## Work item
Work out how many lines of the data contain "AuthChange" and reply with that number alone.

[Stored data entries]
⁂
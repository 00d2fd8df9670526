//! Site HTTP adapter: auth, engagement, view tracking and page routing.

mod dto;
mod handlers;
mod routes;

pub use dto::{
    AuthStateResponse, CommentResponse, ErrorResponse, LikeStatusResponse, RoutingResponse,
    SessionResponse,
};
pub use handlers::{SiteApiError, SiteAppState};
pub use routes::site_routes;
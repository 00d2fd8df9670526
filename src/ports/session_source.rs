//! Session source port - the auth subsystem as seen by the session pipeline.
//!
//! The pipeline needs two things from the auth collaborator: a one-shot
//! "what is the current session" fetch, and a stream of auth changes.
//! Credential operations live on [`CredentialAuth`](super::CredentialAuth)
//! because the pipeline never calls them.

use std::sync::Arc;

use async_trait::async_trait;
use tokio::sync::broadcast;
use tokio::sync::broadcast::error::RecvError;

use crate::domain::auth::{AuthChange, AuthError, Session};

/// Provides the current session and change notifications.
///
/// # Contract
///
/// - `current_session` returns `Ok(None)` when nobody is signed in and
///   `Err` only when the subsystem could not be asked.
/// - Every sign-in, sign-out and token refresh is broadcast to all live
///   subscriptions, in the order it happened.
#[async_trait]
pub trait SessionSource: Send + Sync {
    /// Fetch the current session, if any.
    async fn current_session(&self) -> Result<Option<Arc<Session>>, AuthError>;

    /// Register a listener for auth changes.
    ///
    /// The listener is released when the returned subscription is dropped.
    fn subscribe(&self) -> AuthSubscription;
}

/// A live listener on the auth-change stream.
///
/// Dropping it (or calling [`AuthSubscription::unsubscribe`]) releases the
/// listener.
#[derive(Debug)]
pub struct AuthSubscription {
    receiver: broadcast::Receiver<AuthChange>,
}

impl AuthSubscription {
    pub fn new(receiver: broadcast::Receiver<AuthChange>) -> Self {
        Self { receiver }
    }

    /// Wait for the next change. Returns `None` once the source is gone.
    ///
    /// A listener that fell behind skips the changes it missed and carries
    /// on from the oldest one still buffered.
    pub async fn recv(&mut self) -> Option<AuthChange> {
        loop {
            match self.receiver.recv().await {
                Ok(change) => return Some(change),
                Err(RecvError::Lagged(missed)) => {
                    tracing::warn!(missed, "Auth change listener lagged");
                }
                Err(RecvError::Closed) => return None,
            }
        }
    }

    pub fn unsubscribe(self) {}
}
⁂
## Output for this exercise
4